● Task requirements: In total, how many lines of the data contain the word "MemoryStore"? Only that number is wanted.

● Given information:
■ ■ ■ ■ ■

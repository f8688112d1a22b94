//! Reference in-memory storage backend.
//!
//! All state lives behind a single `tokio::sync::Mutex`, which makes the
//! unique-insert on payment signatures and the claim step of
//! [`Store::dequeue_webhooks`] trivially linearizable. Suitable for tests and
//! single-process deployments; multi-process deployments need a backend with
//! real row-level leases.

use async_trait::async_trait;
use chrono::{DateTime, Utc};
use std::collections::{BTreeMap, HashMap};
use tokio::sync::Mutex;
use uuid::Uuid;

use crate::store::{CatalogStore, Store, StoreError};
use crate::types::{
    Coupon, NewWebhook, PaymentTransaction, PendingWebhook, Product, Quote, SubscriberRef,
    Subscription, WebhookStatus,
};

#[derive(Default)]
struct Inner {
    payments: HashMap<String, PaymentTransaction>,
    quotes: HashMap<Uuid, Quote>,
    webhooks: BTreeMap<u64, PendingWebhook>,
    next_webhook_id: u64,
    products: HashMap<String, Product>,
    coupons: HashMap<String, Coupon>,
    subscriptions: HashMap<String, Subscription>,
}

/// In-memory [`Store`] and [`CatalogStore`] implementation.
#[derive(Default)]
pub struct MemoryStore {
    inner: Mutex<Inner>,
}

impl MemoryStore {
    pub fn new() -> Self {
        Self::default()
    }
}

#[async_trait]
impl CatalogStore for MemoryStore {
    async fn product(&self, id: &str) -> Result<Option<Product>, StoreError> {
        let inner = self.inner.lock().await;
        Ok(inner.products.get(id).cloned())
    }

    async fn list_products(&self) -> Result<Vec<Product>, StoreError> {
        let inner = self.inner.lock().await;
        Ok(inner.products.values().cloned().collect())
    }

    async fn upsert_product(&self, product: &Product) -> Result<(), StoreError> {
        let mut inner = self.inner.lock().await;
        inner
            .products
            .insert(product.id.clone(), product.clone());
        Ok(())
    }

    async fn coupon(&self, code: &str) -> Result<Option<Coupon>, StoreError> {
        let inner = self.inner.lock().await;
        Ok(inner.coupons.get(code).cloned())
    }

    async fn list_coupons(&self) -> Result<Vec<Coupon>, StoreError> {
        let inner = self.inner.lock().await;
        Ok(inner.coupons.values().cloned().collect())
    }

    async fn upsert_coupon(&self, coupon: &Coupon) -> Result<(), StoreError> {
        let mut inner = self.inner.lock().await;
        inner.coupons.insert(coupon.code.clone(), coupon.clone());
        Ok(())
    }

    async fn increment_coupon_usage(&self, code: &str) -> Result<(), StoreError> {
        let mut inner = self.inner.lock().await;
        let coupon = inner
            .coupons
            .get_mut(code)
            .ok_or_else(|| StoreError::NotFound(format!("coupon {code}")))?;
        coupon.usage_count += 1;
        Ok(())
    }
}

■ ■ ■ ■ ■

● Task response: 3